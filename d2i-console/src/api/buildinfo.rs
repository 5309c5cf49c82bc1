//! Build information API endpoint
//!
//! Provides version and build metadata for the page footer

use axum::{extract::State, response::Json};
use serde::Serialize;

use crate::AppState;

/// Build information response
#[derive(Debug, Serialize)]
pub struct BuildInfo {
    pub version: String,
    pub git_hash: String,
    pub build_timestamp: String,
    pub build_profile: String,
    /// Backend the console talks to
    pub backend_url: String,
}

/// GET /api/buildinfo
pub async fn get_build_info(State(state): State<AppState>) -> Json<BuildInfo> {
    Json(BuildInfo {
        version: env!("CARGO_PKG_VERSION").to_string(),
        git_hash: env!("GIT_HASH").to_string(),
        build_timestamp: env!("BUILD_TIMESTAMP").to_string(),
        build_profile: env!("BUILD_PROFILE").to_string(),
        backend_url: state.client.base_url().to_string(),
    })
}
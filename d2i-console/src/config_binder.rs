//! Config field binder
//!
//! Binds one form field to one backend config key. The current value is read
//! when the form is rendered; every save is an independent PUT fired by the
//! field's save trigger (`change` for selects, `blur` for free text). A write
//! may restart a backend service as a side effect, which the toast reports.

use crate::client::{BackendClient, BackendError, ConfigValue, ConfigWriteResponse};
use crate::toast::ToastPresenter;
use d2i_common::events::ToastSeverity;
use d2i_common::html::escape_html;
use tracing::{debug, warn};

/// Kind of input control a field renders as
#[derive(Debug, Clone, PartialEq)]
pub enum FieldControl {
    Text,
    Number,
    Select(Vec<String>),
}

/// Browser event that saves a field
#[derive(Debug, Clone, Copy, PartialEq, Eq)]
pub enum SaveTrigger {
    Change,
    Blur,
}

impl SaveTrigger {
    pub fn as_str(&self) -> &'static str {
        match self {
            SaveTrigger::Change => "change",
            SaveTrigger::Blur => "blur",
        }
    }
}

impl FieldControl {
    pub fn save_trigger(&self) -> SaveTrigger {
        match self {
            FieldControl::Select(_) => SaveTrigger::Change,
            FieldControl::Text | FieldControl::Number => SaveTrigger::Blur,
        }
    }
}

/// A form field bound to a config key
#[derive(Debug, Clone, PartialEq)]
pub struct ConfigField {
    pub element_id: String,
    pub key: String,
    pub label: String,
    pub default_value: String,
    pub control: FieldControl,
}

impl ConfigField {
    pub fn new(
        element_id: &str,
        key: &str,
        label: &str,
        default_value: &str,
        control: FieldControl,
    ) -> Self {
        Self {
            element_id: element_id.to_string(),
            key: key.to_string(),
            label: label.to_string(),
            default_value: default_value.to_string(),
            control,
        }
    }

    /// Typed value for a raw input string
    ///
    /// Numeric fields send a JSON number when the input parses, otherwise the
    /// raw text; the backend stays the judge of validity.
    pub fn coerce(&self, raw: &str) -> ConfigValue {
        coerce_value(&self.control, raw)
    }
}

fn coerce_value(control: &FieldControl, raw: &str) -> ConfigValue {
    if *control == FieldControl::Number {
        let trimmed = raw.trim();
        if let Ok(n) = trimmed.parse::<i64>() {
            return ConfigValue::Number(n.into());
        }
        if let Some(n) = trimmed
            .parse::<f64>()
            .ok()
            .and_then(serde_json::Number::from_f64)
        {
            return ConfigValue::Number(n);
        }
    }
    ConfigValue::Text(raw.to_string())
}

/// Core settings shown on the config page
pub fn core_fields() -> Vec<ConfigField> {
    vec![
        ConfigField::new(
            "output-dir",
            "DEFAULT_OUTPUT_DIR",
            "Ausgabeverzeichnis",
            "/media/iso",
            FieldControl::Text,
        ),
        ConfigField::new(
            "ddrescue-retries",
            "DDRESCUE_RETRIES",
            "ddrescue Wiederholungen",
            "3",
            FieldControl::Number,
        ),
        ConfigField::new(
            "usb-attempts",
            "USB_DRIVE_DETECTION_ATTEMPTS",
            "USB-Laufwerk Erkennungsversuche",
            "5",
            FieldControl::Select(vec!["3".to_string(), "5".to_string(), "10".to_string()]),
        ),
        ConfigField::new(
            "usb-delay",
            "USB_DRIVE_DETECTION_DELAY",
            "USB-Laufwerk Erkennungsverzögerung (s)",
            "3",
            FieldControl::Number,
        ),
    ]
}

/// What a successful write did to the backend services
#[derive(Debug, Clone, PartialEq, Eq)]
pub enum SaveOutcome {
    Saved,
    Restarted { service: String },
    RestartFailed,
}

impl SaveOutcome {
    pub fn from_response(response: &ConfigWriteResponse) -> Self {
        if !response.restart_required {
            SaveOutcome::Saved
        } else if response.restart_failed {
            SaveOutcome::RestartFailed
        } else {
            SaveOutcome::Restarted {
                service: response
                    .restart_service
                    .clone()
                    .unwrap_or_else(|| "Dienst".to_string()),
            }
        }
    }

    /// Toast text and severity for this outcome
    pub fn toast(&self) -> (String, ToastSeverity) {
        match self {
            SaveOutcome::Saved => ("Gespeichert".to_string(), ToastSeverity::Success),
            SaveOutcome::Restarted { service } => (
                format!("Gespeichert ({} neu gestartet)", service),
                ToastSeverity::Success,
            ),
            SaveOutcome::RestartFailed => (
                "Gespeichert, aber Service-Neustart fehlgeschlagen".to_string(),
                ToastSeverity::Warning,
            ),
        }
    }
}

/// Reads and writes bound fields through the backend
#[derive(Clone)]
pub struct ConfigBinder {
    client: BackendClient,
    toasts: ToastPresenter,
    fields: Vec<ConfigField>,
}

impl ConfigBinder {
    pub fn new(client: BackendClient, toasts: ToastPresenter, fields: Vec<ConfigField>) -> Self {
        Self {
            client,
            toasts,
            fields,
        }
    }

    pub fn fields(&self) -> &[ConfigField] {
        &self.fields
    }

    pub fn field(&self, key: &str) -> Option<&ConfigField> {
        self.fields.iter().find(|f| f.key == key)
    }

    /// Current value of a field, or its default when the read fails or is empty
    pub async fn load(&self, field: &ConfigField) -> String {
        match self.client.get_config_value(&field.key).await {
            Ok(Some(value)) if !value.is_empty() => value,
            Ok(_) => field.default_value.clone(),
            Err(e) => {
                warn!("Error reading config key {}: {}", field.key, e);
                field.default_value.clone()
            }
        }
    }

    /// Save one value and toast the outcome
    ///
    /// Keys without a bound field are written as text.
    pub async fn save(&self, key: &str, raw_value: &str) -> Result<SaveOutcome, BackendError> {
        let value = match self.field(key) {
            Some(field) => field.coerce(raw_value),
            None => ConfigValue::Text(raw_value.to_string()),
        };
        debug!(key = %key, value = %value.as_display(), "Saving config value");

        match self.client.set_config_value(key, &value).await {
            Ok(response) => {
                let outcome = SaveOutcome::from_response(&response);
                let (message, severity) = outcome.toast();
                self.toasts.show(message, severity).await;
                Ok(outcome)
            }
            Err(e) => {
                warn!("Error writing config key {}: {}", key, e);
                self.toasts
                    .error(format!("Fehler beim Speichern: {}", e.user_message()))
                    .await;
                Err(e)
            }
        }
    }

    /// Render every bound field, pre-filled with its current value
    pub async fn render_form(&self) -> String {
        let mut rows = Vec::with_capacity(self.fields.len());
        for field in &self.fields {
            let value = self.load(field).await;
            rows.push(render_field(field, &value));
        }
        format!(
            r#"<form class="config-form" onsubmit="return false;">
{}
</form>"#,
            rows.join("\n")
        )
    }
}

/// Render one labelled input bound to its config key
pub fn render_field(field: &ConfigField, value: &str) -> String {
    let id = escape_html(&field.element_id);
    let key = escape_html(&field.key);
    let trigger = field.control.save_trigger().as_str();

    let input = match &field.control {
        FieldControl::Text => format!(
            r#"<input type="text" id="{id}" data-config-key="{key}" data-save-on="{trigger}" value="{value}">"#,
            id = id,
            key = key,
            trigger = trigger,
            value = escape_html(value),
        ),
        FieldControl::Number => format!(
            r#"<input type="number" id="{id}" data-config-key="{key}" data-save-on="{trigger}" value="{value}">"#,
            id = id,
            key = key,
            trigger = trigger,
            value = escape_html(value),
        ),
        FieldControl::Select(options) => {
            let options_html: String = options
                .iter()
                .map(|option| {
                    format!(
                        r#"<option value="{v}"{selected}>{v}</option>"#,
                        v = escape_html(option),
                        selected = if option == value { " selected" } else { "" },
                    )
                })
                .collect();
            format!(
                r#"<select id="{id}" data-config-key="{key}" data-save-on="{trigger}">{options}</select>"#,
                id = id,
                key = key,
                trigger = trigger,
                options = options_html,
            )
        }
    };

    format!(
        r#"<div class="config-field">
    <label for="{}">{}</label>
    {}
</div>"#,
        id,
        escape_html(&field.label),
        input
    )
}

|---|

List all lines from the entries that include the word "enum".

pub enum FieldControl {
pub enum SaveTrigger {
pub enum SaveOutcome {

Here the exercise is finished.